On 08/03/14 01:14, Matthew Jordan wrote:
On Thu, Mar 6, 2014 at 4:32 PM, Damien Wedhorn <[email protected]
<mailto:[email protected]>> wrote:
On 07/03/14 08:21, Matthew Jordan wrote:
On Thu, Mar 6, 2014 at 3:42 PM, Damien Wedhorn <[email protected]
<mailto:[email protected]>> wrote:
On 07/03/14 07:29, Matthew Jordan wrote:
On Thu, Mar 6, 2014 at 3:22 PM, Paul Belanger
<[email protected]
<mailto:[email protected]>> wrote:
On Thu, Mar 6, 2014 at 3:31 PM, George Joseph
<[email protected]
<mailto:[email protected]>> wrote:
>
For me to be on-board with the change, we'd have to
apply it to all
channel drives that implement said codecs allow /
disallow logic, so
sip.conf, chan_ooh323.conf, gtalk.conf, h323.conf, iax.conf,
jingle.conf.
That way all our documentation / functionality is
consistent among
channel drivers.
Yeah... that will never happen.
I assume this is about the codecs option. If so, why couldn't
it be implemented in all the channel drivers. Surely the
"codecs list" option could be a simple wrapper for "disallow
all, allow list".
Damien asked me about this in #asterisk-dev, and I should
apologize here - that was a bit of a glib response.

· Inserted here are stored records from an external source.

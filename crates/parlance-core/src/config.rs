//! Simulation configuration.
//!
//! One structure carries every parameter of a run. It is validated once,
//! at construction, and is immutable afterwards.

use crate::error::ConfigError;
use crate::retention::RetentionRule;
use serde::{Deserialize, Serialize};

/// Configuration for a naming-game run.
///
/// Defaults reproduce the reference model: five illiterate agents on a
/// bounded 5×5 grid, words judged after five uses, a steep sigmoid
/// centred just below 50% success.
#[derive(Debug, Clone, PartialEq, Serialize, Deserialize)]
#[serde(default)]
pub struct SimulationConfig {
    /// Number of agents, and therefore of meanings (default: 5).
    pub population_size: usize,
    /// Agents pre-seeded with the canonical vocabulary (default: 0).
    pub literate_count: usize,
    /// Outcomes observed before a word is judged, R (default: 5).
    pub change_rate: usize,
    /// Success level at which the retention sigmoid is centred (default: 0.49).
    pub alpha: f64,
    /// Steepness of the retention sigmoid, in degrees per unit success (default: 80).
    pub beta: f64,
    /// Probability of coining a word for an unnamed meaning (default: 0.05).
    pub new_word_rate: f64,
    /// Probability that an exchange carries a pointing cue (default: 0.5).
    pub anticipated_prob: f64,
    /// Capacity of the population success window (default: 100).
    pub success_window: usize,
    /// Grid width in cells (default: 5).
    pub width: u32,
    /// Grid height in cells (default: 5).
    pub height: u32,
    /// Whether the grid is toroidal (default: false).
    pub wrap: bool,
    /// Seed for the run's single random source (default: 0).
    pub seed: u64,
    /// Keep every event in the simulation's history (default: false).
    pub record_history: bool,
    /// Keep a per-tick step record series (default: false).
    pub record_steps: bool,
    /// Verify lexicon/registry invariants after every tick (default: false).
    pub check_invariants: bool,
}

impl Default for SimulationConfig {
    fn default() -> Self {
        Self {
            population_size: 5,
            literate_count: 0,
            change_rate: 5,
            alpha: 0.49,
            beta: 80.0,
            new_word_rate: 0.05,
            anticipated_prob: 0.5,
            success_window: 100,
            width: 5,
            height: 5,
            wrap: false,
            seed: 0,
            record_history: false,
            record_steps: false,
            check_invariants: false,
        }
    }
}

impl SimulationConfig {
    /// Check every parameter range. Called by the runtime before anything is built.
    pub fn validate(&self) -> Result<(), ConfigError> {
        if self.population_size == 0 {
            return Err(ConfigError::not_positive("population_size"));
        }
        if self.literate_count > self.population_size {
            return Err(ConfigError::LiterateExceedsPopulation {
                literate: self.literate_count,
                population: self.population_size,
            });
        }
        if self.population_size > u32::MAX as usize {
            return Err(ConfigError::out_of_range(
                "population_size",
                1.0,
                u32::MAX as f64,
                self.population_size as f64,
            ));
        }
        if self.change_rate == 0 {
            return Err(ConfigError::not_positive("change_rate"));
        }
        if self.success_window == 0 {
            return Err(ConfigError::not_positive("success_window"));
        }
        check_unit("alpha", self.alpha)?;
        if !self.beta.is_finite() {
            return Err(ConfigError::NotFinite {
                field: "beta".to_string(),
                value: self.beta,
            });
        }
        check_unit("new_word_rate", self.new_word_rate)?;
        check_unit("anticipated_prob", self.anticipated_prob)?;
        if self.width == 0 {
            return Err(ConfigError::not_positive("width"));
        }
        if self.height == 0 {
            return Err(ConfigError::not_positive("height"));
        }
        // A 1x1 grid has no neighbour for anyone, wrapped or not.
        if self.width == 1 && self.height == 1 {
            return Err(ConfigError::DegenerateGrid {
                width: self.width,
                height: self.height,
            });
        }
        Ok(())
    }

    /// The retention rule parameterised by this configuration.
    pub fn retention(&self) -> RetentionRule {
        RetentionRule::new(self.change_rate, self.alpha, self.beta)
    }

    /// Number of distinct meanings in the population's meaning space.
    pub fn meaning_count(&self) -> usize {
        self.population_size
    }
}

fn check_unit(field: &str, value: f64) -> Result<(), ConfigError> {
    if !value.is_finite() {
        return Err(ConfigError::NotFinite {
            field: field.to_string(),
            value,
        });
    }
    if !(0.0..=1.0).contains(&value) {
        return Err(ConfigError::out_of_range(field, 0.0, 1.0, value));
    }
    Ok(())
}
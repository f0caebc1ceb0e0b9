//! VocabularyRegistry: who calls what by which word.
//!
//! A population-wide index `meaning → word → {agents}` mirroring every
//! agent's private couplings. It is never consulted by the protocol; it
//! exists so observers can see the vocabulary as a whole.
//!
//! The registry is only changed through [`VocabularyRegistry::register`]
//! and [`VocabularyRegistry::unregister`], which agents call from their
//! own coupling operations. A word entry disappears with its last user;
//! a meaning's word map can become empty but stays present.

use crate::error::InvariantViolation;
use crate::types::*;
use serde::Serialize;
use std::collections::{BTreeMap, BTreeSet};
use std::fmt::Write as _;

/// Word usage for a single meaning.
pub type WordUsers = BTreeMap<Word, BTreeSet<AgentId>>;

/// The population-wide vocabulary index.
#[derive(Debug, Clone, Default, PartialEq, Serialize)]
pub struct VocabularyRegistry {
    entries: BTreeMap<Meaning, WordUsers>,
}

impl VocabularyRegistry {
    /// A registry with an empty word map for each of `meaning_count` meanings.
    pub fn with_meaning_count(meaning_count: usize) -> Self {
        let entries = (0..meaning_count)
            .map(|i| (Meaning::new(i as u32), WordUsers::new()))
            .collect();
        Self { entries }
    }

    /// Record that `agent` now uses `word` for `meaning`.
    pub fn register(
        &mut self,
        meaning: Meaning,
        word: Word,
        agent: AgentId,
    ) -> Result<(), InvariantViolation> {
        let words = self
            .entries
            .get_mut(&meaning)
            .ok_or(InvariantViolation::UnknownMeaning { meaning })?;
        words.entry(word).or_default().insert(agent);
        Ok(())
    }

    /// Record that `agent` no longer uses `word` for `meaning`.
    ///
    /// Removes the word entry when `agent` was its last user.
    pub fn unregister(
        &mut self,
        meaning: Meaning,
        word: &Word,
        agent: AgentId,
    ) -> Result<(), InvariantViolation> {
        let missing = || InvariantViolation::RegistryMissing {
            agent,
            word: word.clone(),
            meaning,
        };
        let words = self.entries.get_mut(&meaning).ok_or_else(missing)?;
        let users = words.get_mut(word).ok_or_else(missing)?;
        if !users.remove(&agent) {
            return Err(missing());
        }
        if users.is_empty() {
            words.remove(word);
        }
        Ok(())
    }

    /// Agents using `word` for `meaning`.
    pub fn users(&self, meaning: Meaning, word: &Word) -> Option<&BTreeSet<AgentId>> {
        self.entries.get(&meaning)?.get(word)
    }

    /// Whether `agent` is listed under `word` for `meaning`.
    pub fn contains(&self, meaning: Meaning, word: &Word, agent: AgentId) -> bool {
        self.users(meaning, word)
            .map_or(false, |users| users.contains(&agent))
    }

    /// All words in use for a meaning.
    pub fn words_for(&self, meaning: Meaning) -> Option<&WordUsers> {
        self.entries.get(&meaning)
    }

    /// Iterate meanings in order with their word maps.
    pub fn iter(&self) -> impl Iterator<Item = (&Meaning, &WordUsers)> {
        self.entries.iter()
    }

    /// Number of meanings tracked (including those nobody names).
    pub fn meaning_count(&self) -> usize {
        self.entries.len()
    }

    /// Number of distinct (meaning, word) pairs in use.
    pub fn coupling_count(&self) -> usize {
        self.entries.values().map(|words| words.len()).sum()
    }

    /// Total number of agent couplings across the population.
    pub fn usage_count(&self) -> usize {
        self.entries
            .values()
            .flat_map(|words| words.values())
            .map(|users| users.len())
            .sum()
    }

    /// Every (meaning, word, agent) triple, in order.
    pub fn couplings(&self) -> impl Iterator<Item = (Meaning, &Word, AgentId)> + '_ {
        self.entries.iter().flat_map(|(meaning, words)| {
            words
                .iter()
                .flat_map(move |(word, users)| users.iter().map(move |agent| (*meaning, word, *agent)))
        })
    }

    /// Human-readable dump, one line per meaning:
    /// `m0: BA:[0, 3] KO:[1]`.
    pub fn report(&self) -> String {
        let mut out = String::new();
        for (meaning, words) in &self.entries {
            let _ = write!(out, "{}:", meaning);
            for (word, users) in words {
                let ids: Vec<String> = users.iter().map(|a| a.0.to_string()).collect();
                let _ = write!(out, " {}:[{}]", word, ids.join(", "));
            }
            out.push('\n');
        }
        out
    }
}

The reality is that some channel drivers have active maintainers,
and core changes that are made (or 'better ways of doing things')
do get actively made in those channel drivers. This is the case
with chan_skinny, chan_ooh323, and chan_unistim. The channel
driver maintainers have done an excellent job working together
with the community to keep up with the changes in Asterisk 12.
Others, however, have no active maintainer. This doesn't mean
they never get a bug fix, or that they are broken in Asterisk 12,
but it does mean that there is no one who actively works to keep
the channel driver working with all of the latest changes.
During Asterisk 12, we spent a lot of time working through all of
the channel drivers for the changes in the Asterisk core. If we
hadn't done that, they would have been broken by the transfer,
pickup, and parking changes. I think that's a fair requirement on
the project: if you make a change in the core and it breaks
someone, it's on you to go fix it.
The question then becomes: do we limit any changes to supported
channel drivers if we do not reflect those changes in an
unsupported channel driver?
I don't think that's a fair requirement. It burdens the project:
any incremental improvement in chan_pjsip, or chan_sip, or any
channel driver really - has to be reflected across all channel
drivers. And not all channel drivers are equal: making a
configuration change in chan_pjsip is vastly different then
making that change in chan_dahdi.
So: no, I don't think it's correct to require non-breaking
changes to be propagated over to all other channel drivers.
Matt
Thanks Matt
A couple of observations. While I agree with your general advice
of not restricting changes where consistency can't be done, where
reasonably trivial (eg, setting codecs as an alias for any channel
driver using allow), it would be nice to try and make such changes
consistent.
I guess it becomes a matter of where do you draw the line in the
sand. Basically, if a change is going to be made, other drivers
should be considered.
The second thing, I only picked this up by luck. A couple of words
caught my eye as I deleted a PJSIP email not relevant to my stuff.
It may be worth considering how this type of information can be
reliably shared to interested parties.
Really, the asterisk-dev mailing list *is* the appropriate place for
this kind of information to be disseminated. It's the heartbeat of
development in Asterisk - we just have to make sure we keep using it :-)
Sorry, didn't explain myself. My issue was the there's a big PJSIP in
the subject line when in fact that particular part of the discussion was
about every other channel other than PJSIP. I think it would be
reasonable to assume that many not involved/interested in PJSIP would
just delete the email based on the subject line.
My suggestion was that when issues become broader, they could be
highlighted, possibly even just a cut and paste of the relevant part to
a new email with a subject that doesn't include a specific PJSIP reference.